When choosing a server host, be that a shared host or a dedicated server provider, you always have to think about the size of your server and how many resources you think you need. Sure, you might want to be on the latest generation of hardware that is available, but will that really matter for your 5 player server with a couple of friends?
In Minecraft Server Hosting there are three main ways of hosting you can choose from:
- Shared Hosting
- Dedicated Servers
Shared Hosting is a form of hosting that is provided by a game hosting company, which rents/purchases servers on which you get a small portion to use for your server, hence the ‘shared’. You will be on a physical server with other Minecraft Servers, so you will not have all the resources to yourself. These are the standard Minecraft hosts which you will most likely encounter first. On these, you can choose how much RAM you have and potentially how much CPU power and storage you get. Unlike some people’s thoughts, RAM isn’t actually the most performance-defining factor anymore. From version 1.13 and above Minecraft Servers have become way more resource-intensive thus needing way more CPU power to back it up and keep a stable 20 TPS. This is also the reason you are seeing more and more shared hosting companies moving and upgrading to newer and more modern hardware. For your small server with 5 friends this will likely not matter, but if you are running a semi - too big server you will want to make sure the CPU you choose will be able to support your server’s needs. Just be mindful of the ‘you get what you pay for’ rule, you might want to get a cheap host to support your needs, but the cheaper hosts out there will most likely not be able to support your big server. If you want to make sure that your host will be able to support your servers needs, see if you can find a host with more modern hardware, which will potentially be a bit more pricey (but worth it for your servers performance)
A VPS, or Virtual Private Server, is a small virtual server on a bigger dedicated server. On a VPS you have complete access from which OS to use, to how you want to run your servers (be that with a web panel, or a simple SSH session with something like Screen/TMUX).
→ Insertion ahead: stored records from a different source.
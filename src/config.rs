//! Configuration loading and schema definitions.
//!
//! Defaults live in an optional `retest.toml` next to the project being
//! tested; command-line flags always win over the file. Everything has a
//! default, so running with no file and no flags is fully supported.
//!
//! # Example
//!
//! ```toml
//! [retry]
//! retries = 5
//!
//! [report]
//! results_dir = "artifacts/test-results"
//! no_summary = false
//! github_summary = true
//! ```

use std::path::{Path, PathBuf};

use anyhow::{Context, Result};
use serde::{Deserialize, Serialize};

/// Default configuration file name, looked up in the working directory.
pub const DEFAULT_CONFIG_FILE: &str = "retest.toml";

/// Root configuration structure.
#[derive(Debug, Clone, Default, Deserialize, Serialize)]
pub struct Config {
    /// Retry behavior.
    #[serde(default)]
    pub retry: RetryConfig,

    /// Report and summary settings.
    #[serde(default)]
    pub report: ReportConfig,
}

/// Retry settings.
#[derive(Debug, Clone, Deserialize, Serialize)]
pub struct RetryConfig {
    /// Maximum retries after the initial run. The total attempt budget is
    /// `retries + 1`.
    ///
    /// Default: 3
    #[serde(default = "default_retries")]
    pub retries: u32,
}

impl Default for RetryConfig {
    fn default() -> Self {
        Self {
            retries: default_retries(),
        }
    }
}

fn default_retries() -> u32 {
    3
}

/// Report settings.
#[derive(Debug, Clone, Deserialize, Serialize)]
pub struct ReportConfig {
    /// Directory the runner writes TRX reports into.
    ///
    /// When not set (and not passed on the command line), a fresh directory
    /// is created under the system temp dir for each session.
    pub results_dir: Option<PathBuf>,

    /// Skip the end-of-session summary entirely.
    ///
    /// Default: false
    #[serde(default)]
    pub no_summary: bool,

    /// Write a markdown summary to `$GITHUB_STEP_SUMMARY` when that file is
    /// available.
    ///
    /// Default: true
    #[serde(default = "default_true")]
    pub github_summary: bool,
}

impl Default for ReportConfig {
    fn default() -> Self {
        Self {
            results_dir: None,
            no_summary: false,
            github_summary: default_true(),
        }
    }
}

fn default_true() -> bool {
    true
}

impl Config {
    /// Total attempt budget, first run included.
    pub fn attempts(&self) -> u32 {
        self.retry.retries + 1
    }
}

/// Load configuration from a TOML file.
pub fn load_config(path: &Path) -> Result<Config> {
    let content = std::fs::read_to_string(path)
        .with_context(|| format!("Failed to read config file: {}", path.display()))?;

    let config: Config = toml::from_str(&content)
        .with_context(|| format!("Failed to parse config file: {}", path.display()))?;

    Ok(config)
}

/// Load configuration from a file that may not exist, falling back to
/// defaults when it doesn't.
pub fn load_optional_config(path: &Path) -> Result<Config> {
    if path.exists() {
        load_config(path)
    } else {
        Ok(Config::default())
    }
}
The resources of a VPS are generally still shared with other customers on that same dedicated server, so if you want full access to all of the resources of a machine you will want to get a dedicated server. The benefit of a VPS is that you can run more than just your Minecraft Server, like a webserver or other tooling that requires a Linux Machine. Be wary of looking for a VPS for your Minecraft Server, as a general VPS will be running on a high core machine which is meant for something like Cloud Computing, and not for a high single-core intensive task like Minecraft. However, there are more hosts arising which are offering VPSs on high single-core performing CPU’s, thus making your Minecraft Server run a lot better than on a platform like GCP or AWS.
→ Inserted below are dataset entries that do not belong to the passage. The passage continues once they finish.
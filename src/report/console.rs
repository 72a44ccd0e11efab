//! Terminal rendering: a live spinner locally, plain line output in CI.
//!
//! CI log collectors garble in-place spinner updates, so under `CI=true`
//! every observed output line is printed verbatim instead. The switch is
//! purely cosmetic — retry behavior never depends on it.

use std::sync::Mutex;
use std::time::Duration;

use async_trait::async_trait;
use console::style;
use indicatif::{ProgressBar, ProgressStyle};

use super::Reporter;
use crate::invoker::OutputLine;
use crate::retry::{AttemptRecord, SessionOutcome};
use crate::summary::TestTally;

/// Renders attempt progress and the final summary to the terminal.
pub struct ConsoleReporter {
    ci: bool,
    state: Mutex<ProgressState>,
}

#[derive(Default)]
struct ProgressState {
    bar: Option<ProgressBar>,
    prefix: String,
}

impl ConsoleReporter {
    pub fn new(ci: bool) -> Self {
        Self {
            ci,
            state: Mutex::new(ProgressState::default()),
        }
    }

    /// Handles one line of live runner output.
    ///
    /// Wired to the invoker's output callback: locally the line becomes the
    /// spinner's trailing message, in CI it is printed as-is.
    pub fn observe_line(&self, line: &OutputLine) {
        let OutputLine::Stdout(text) = line else {
            return;
        };

        if self.ci {
            println!("{text}");
            return;
        }

        let trimmed = text.trim();
        if trimmed.is_empty() {
            return;
        }

        let state = self.state.lock().unwrap();
        if let Some(bar) = state.bar.as_ref() {
            bar.set_message(format!("{}: {}", state.prefix, style(trimmed).dim()));
        }
    }

    fn render_tally(&self, tally: &TestTally) {
        println!();
        println!("Test results:");
        println!("  Passed:  {}", style(tally.passed).green());
        println!("  Failed:  {}", style(tally.failed).red());
        println!("  Skipped: {}", style(tally.skipped).yellow());
        println!("  Total:   {}", tally.total);
        if let Some(secs) = tally.duration_secs {
            println!("  Duration: {secs:.1} s");
        }

        if !tally.failed_tests.is_empty() {
            println!();
            println!("Failed tests:");
            for fqn in &tally.failed_tests {
                println!("  - {fqn}");
            }
        }
    }
}

#[async_trait]
impl Reporter for ConsoleReporter {
    async fn on_attempt_start(&self, attempt: u32, retrying: usize) {
        let prefix = if attempt == 1 {
            "Running tests".to_string()
        } else {
            format!(
                "Retrying {retrying} failed test{}",
                if retrying == 1 { "" } else { "s" }
            )
        };

        if self.ci {
            println!("{prefix} (attempt #{attempt})");
        } else {
            let bar = ProgressBar::new_spinner();
            bar.set_style(
                ProgressStyle::default_spinner()
                    .template("{spinner:.green} [{elapsed_precise}] {wide_msg}")
                    .unwrap(),
            );
            bar.enable_steady_tick(Duration::from_millis(120));
            bar.set_message(prefix.clone());
            self.state.lock().unwrap().bar = Some(bar);
        }

        self.state.lock().unwrap().prefix = prefix;
    }

    async fn on_attempt_complete(&self, record: &AttemptRecord) {
        let (bar, prefix) = {
            let mut state = self.state.lock().unwrap();
            (state.bar.take(), state.prefix.clone())
        };
        if let Some(bar) = bar {
            bar.finish_and_clear();
        }

        let mark = if record.exit_code == 0 {
            style("✔").green()
        } else {
            style("✘").red()
        };
        println!("{mark} {prefix} (attempt #{})", record.attempt);
    }

    async fn on_session_complete(&self, outcome: &SessionOutcome, tally: Option<&TestTally>) {
        match outcome {
            SessionOutcome::Success { attempts } => {
                if let Some(tally) = tally {
                    self.render_tally(tally);
                }
                println!();
                if *attempts == 1 {
                    println!("{}", style("All tests passed.").green().bold());
                } else {
                    println!(
                        "{}",
                        style(format!("All tests passed after {attempts} attempts."))
                            .green()
                            .bold()
                    );
                }
            }
            SessionOutcome::FatalFailure { output, .. } => {
                println!("{} Failed to run tests.", style("error:").red().bold());
                println!("{output}");
            }
            SessionOutcome::AttemptsExhausted { attempts, .. } => {
                if let Some(tally) = tally {
                    self.render_tally(tally);
                }
                println!();
                println!(
                    "{}",
                    style(format!("Tests still failing after {attempts} attempts."))
                        .red()
                        .bold()
                );
            }
            SessionOutcome::Cancelled { .. } => {
                println!();
                println!("{}", style("Test run cancelled.").yellow().bold());
            }
        }
    }
}
//! Progress and summary rendering.
//!
//! The retry engine reports lifecycle events through the [`Reporter`] seam
//! and never renders anything itself. Attempt-by-attempt progress and the
//! final summary are entirely the reporters' business, which is why a CI
//! environment can change how things look without touching retry logic.

pub mod console;
pub mod github;

use async_trait::async_trait;

use crate::retry::{AttemptRecord, SessionOutcome};
use crate::summary::TestTally;

pub use console::ConsoleReporter;
pub use github::GitHubSummaryReporter;

/// Receives retry-session lifecycle events.
#[async_trait]
pub trait Reporter: Send + Sync {
    /// Called before an attempt's invocation starts. `retrying` is the size
    /// of the failing set the attempt is filtered down to (0 on the first
    /// attempt, or when a full re-run is needed).
    async fn on_attempt_start(&self, attempt: u32, retrying: usize);

    /// Called when an attempt's invocation has exited.
    async fn on_attempt_complete(&self, record: &AttemptRecord);

    /// Called once, after the session reached a terminal state.
    async fn on_session_complete(&self, outcome: &SessionOutcome, tally: Option<&TestTally>);
}

#[async_trait]
impl<R: Reporter + ?Sized> Reporter for std::sync::Arc<R> {
    async fn on_attempt_start(&self, attempt: u32, retrying: usize) {
        (**self).on_attempt_start(attempt, retrying).await;
    }

    async fn on_attempt_complete(&self, record: &AttemptRecord) {
        (**self).on_attempt_complete(record).await;
    }

    async fn on_session_complete(&self, outcome: &SessionOutcome, tally: Option<&TestTally>) {
        (**self).on_session_complete(outcome, tally).await;
    }
}

/// A reporter that does nothing (for testing or when output is not needed).
pub struct NullReporter;

#[async_trait]
impl Reporter for NullReporter {
    async fn on_attempt_start(&self, _attempt: u32, _retrying: usize) {}
    async fn on_attempt_complete(&self, _record: &AttemptRecord) {}
    async fn on_session_complete(&self, _outcome: &SessionOutcome, _tally: Option<&TestTally>) {}
}

/// A reporter that fans events out to multiple reporters.
pub struct MultiReporter {
    reporters: Vec<Box<dyn Reporter>>,
}

impl MultiReporter {
    /// Create a new multi-reporter.
    pub fn new() -> Self {
        Self {
            reporters: Vec::new(),
        }
    }

    /// Add a reporter to the multi-reporter.
    pub fn with_reporter<R: Reporter + 'static>(mut self, reporter: R) -> Self {
        self.reporters.push(Box::new(reporter));
        self
    }
}

impl Default for MultiReporter {
    fn default() -> Self {
        Self::new()
    }
}

#[async_trait]
impl Reporter for MultiReporter {
    async fn on_attempt_start(&self, attempt: u32, retrying: usize) {
        for reporter in &self.reporters {
            reporter.on_attempt_start(attempt, retrying).await;
        }
    }

    async fn on_attempt_complete(&self, record: &AttemptRecord) {
        for reporter in &self.reporters {
            reporter.on_attempt_complete(record).await;
        }
    }

    async fn on_session_complete(&self, outcome: &SessionOutcome, tally: Option<&TestTally>) {
        for reporter in &self.reporters {
            reporter.on_session_complete(outcome, tally).await;
        }
    }
}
There are two different types of VPS: container virtualization and full virtualization. For the purpose of this guide, the main difference is that a fully virtualized VPS will have CPU cores and RAM dedicated to you alone, while container-based virtualization means you usually share CPU cores and RAM with other users, similar to shared hosting. Both types will be sold under many different names depending on the vendor. For full virtualization, look out for the keyword KVM. For container-based virtualization, look for the keyword vCores. Note that container-based is not necessarily worse - you’ll usually get more performance for the same money since, in most cases, you don’t need the full power of your system at the same time.
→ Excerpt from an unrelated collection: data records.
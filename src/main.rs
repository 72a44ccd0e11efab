//! retest CLI - runs `dotnet test`, retrying failed tests until they pass.

use std::path::PathBuf;
use std::sync::Arc;

use anyhow::{Context, Result, bail};
use clap::Parser;
use tokio_util::sync::CancellationToken;
use tracing::warn;
use tracing_subscriber::{EnvFilter, FmtSubscriber};

use retest::config;
use retest::invoker::{ArgScan, DotnetInvoker, OutputCallback, ensure_reporting_args};
use retest::muxer;
use retest::report::{ConsoleReporter, GitHubSummaryReporter, MultiReporter, Reporter};
use retest::retry::{RetryOptions, RetrySession, SessionOutcome};
use retest::summary::{self, SessionRecord};

#[derive(Parser)]
#[command(name = "retest")]
#[command(about = "Runs dotnet test, retrying failed tests until they pass", long_about = None)]
#[command(version)]
struct Cli {
    /// Maximum retries when re-running failed tests
    #[arg(long)]
    retries: Option<u32>,

    /// Maximum attempts to run tests (retries + 1)
    #[arg(long, hide = true, conflicts_with = "retries")]
    attempts: Option<u32>,

    /// Directory the runner writes TRX reports into
    #[arg(long)]
    results_directory: Option<PathBuf>,

    /// Skip the end-of-session summary
    #[arg(long)]
    no_summary: bool,

    /// Write a machine-readable session record to this path
    #[arg(long)]
    json_summary: Option<PathBuf>,

    /// Configuration file path
    #[arg(short, long, default_value = config::DEFAULT_CONFIG_FILE)]
    config: PathBuf,

    /// Verbose output
    #[arg(short, long)]
    verbose: bool,

    /// Arguments passed through to dotnet test, after --
    #[arg(last = true)]
    args: Vec<String>,
}

#[tokio::main]
async fn main() -> Result<()> {
    let cli = Cli::parse();

    // Set up logging on stderr; stdout belongs to progress and summaries.
    let default_filter = if cli.verbose { "retest=debug" } else { "retest=warn" };
    let filter = EnvFilter::try_from_env("RETEST_LOG")
        .unwrap_or_else(|_| EnvFilter::new(default_filter));
    let subscriber = FmtSubscriber::builder()
        .with_env_filter(filter)
        .with_target(false)
        .with_writer(std::io::stderr)
        .finish();
    tracing::subscriber::set_global_default(subscriber)?;

    let config = config::load_optional_config(&cli.config)?;

    let max_attempts = match (cli.attempts, cli.retries) {
        (Some(attempts), _) => attempts.max(1),
        (None, Some(retries)) => retries + 1,
        (None, None) => config.attempts(),
    };

    let mut args = cli.args.clone();
    let scan = ArgScan::scan(&args);

    // The runner rejects multiple loggers outside Windows, so a caller
    // supplied logger must itself be trx or we could not add ours.
    if scan.has_logger && !scan.trx_logger && !cfg!(windows) {
        bail!("If a logger is specified, it can only be trx on non-Windows platforms.");
    }

    let results_dir = match &scan.results_directory {
        Some(dir) => PathBuf::from(dir),
        None => match cli.results_directory.clone().or_else(|| config.report.results_dir.clone()) {
            Some(dir) => dir,
            None => temp_results_dir()?,
        },
    };

    ensure_reporting_args(&mut args, &results_dir);

    let Some(host) = muxer::locate() else {
        bail!("Could not locate the dotnet host. Is the .NET SDK installed?");
    };

    let ci = std::env::var("CI").is_ok_and(|value| value == "true");
    let no_summary = cli.no_summary || config.report.no_summary;

    let console = Arc::new(ConsoleReporter::new(ci));
    let mut multi = MultiReporter::new().with_reporter(console.clone());
    if config.report.github_summary && !no_summary {
        if let Some(github) = GitHubSummaryReporter::from_env() {
            multi = multi.with_reporter(github);
        }
    }
    let reporter = Arc::new(multi);

    // Operator interrupt kills the in-flight attempt and ends the session.
    let cancel = CancellationToken::new();
    let interrupted = cancel.clone();
    tokio::spawn(async move {
        if tokio::signal::ctrl_c().await.is_ok() {
            interrupted.cancel();
        }
    });

    let observer: OutputCallback = {
        let console = console.clone();
        Arc::new(move |line| console.observe_line(line))
    };

    let invoker = Arc::new(DotnetInvoker::new(host));
    let mut session = RetrySession::new(
        invoker,
        reporter.clone(),
        args,
        RetryOptions {
            max_attempts,
            results_dir: results_dir.clone(),
        },
    )
    .with_observer(observer)
    .with_cancellation_token(cancel);

    let outcome = session.run().await?;

    let tally = if no_summary || matches!(outcome, SessionOutcome::FatalFailure { .. }) {
        None
    } else {
        match summary::tally_results(&results_dir) {
            Ok(tally) => Some(tally),
            Err(err) => {
                warn!("failed to tally results: {err}");
                None
            }
        }
    };

    reporter.on_session_complete(&outcome, tally.as_ref()).await;

    if let Some(path) = &cli.json_summary {
        let record = SessionRecord::new(outcome.clone(), session.failing(), tally);
        let json = serde_json::to_string_pretty(&record)?;
        std::fs::write(path, json)
            .with_context(|| format!("Failed to write session record to {}", path.display()))?;
    }

    std::process::exit(outcome.exit_code());
}

/// Creates a fresh per-session results directory under the system temp dir.
///
/// The directory is kept after exit: the reports in it are the session's
/// artifacts, and the runner may still be writing them when we would
/// otherwise clean up.
fn temp_results_dir() -> Result<PathBuf> {
    let dir = tempfile::Builder::new()
        .prefix("retest-")
        .tempdir()
        .context("Failed to create results directory")?;
    Ok(dir.keep())
}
Do note that you will need some Linux knowledge to set up a VPS, think about OS installations, firewalling, etc. General best practices for security are changing your SSH port, using SSH keys, disabling root access, installing Fail2Ban and potentially limiting SSH to a known IP/VPN/JumpServer
Are you running a big network of servers and want to keep all of your servers on the same machine? Then a Dedicated Server is your go-to option. You can think of a Dedicated Server like your own computer, but in a big data center with lots of other similar machines that you can remotely access through an SSH client like Putty or Termius. On a Dedicated Server, you have full control over everything, which OS you want to install, how you allocate your resources and how you run your machine. Administrating a Dedicated Server is done in much the same way as with a VPS, with the main difference being performance. Next to this, you are in full control of scaling your servers as you have all the resources to yourself, which are not being shared with anyone else. If you are running a Bungee network with multiple servers then a Dedicated Server is a better option than just tying a bunch of Shared Hosting servers together.
Good Dedicated Server providers you can use (sorted on average price from low to high):
Do note that you will need some Linux knowledge to set up a Dedicated Server, think about OS installations, firewalling, etc. General best practices for security are changing your SSH port, using SSH keys, disabling root access, installing Fail2Ban, and potentially limiting SSH to a known IP/VPN/JumpServer.
If you’re not familiar in this field, hiring a systems administrator to do these things for you is a possibility, though usually not free. The hiring section on Minecraft forums like SpigotMC usually has some system administrators offering their services.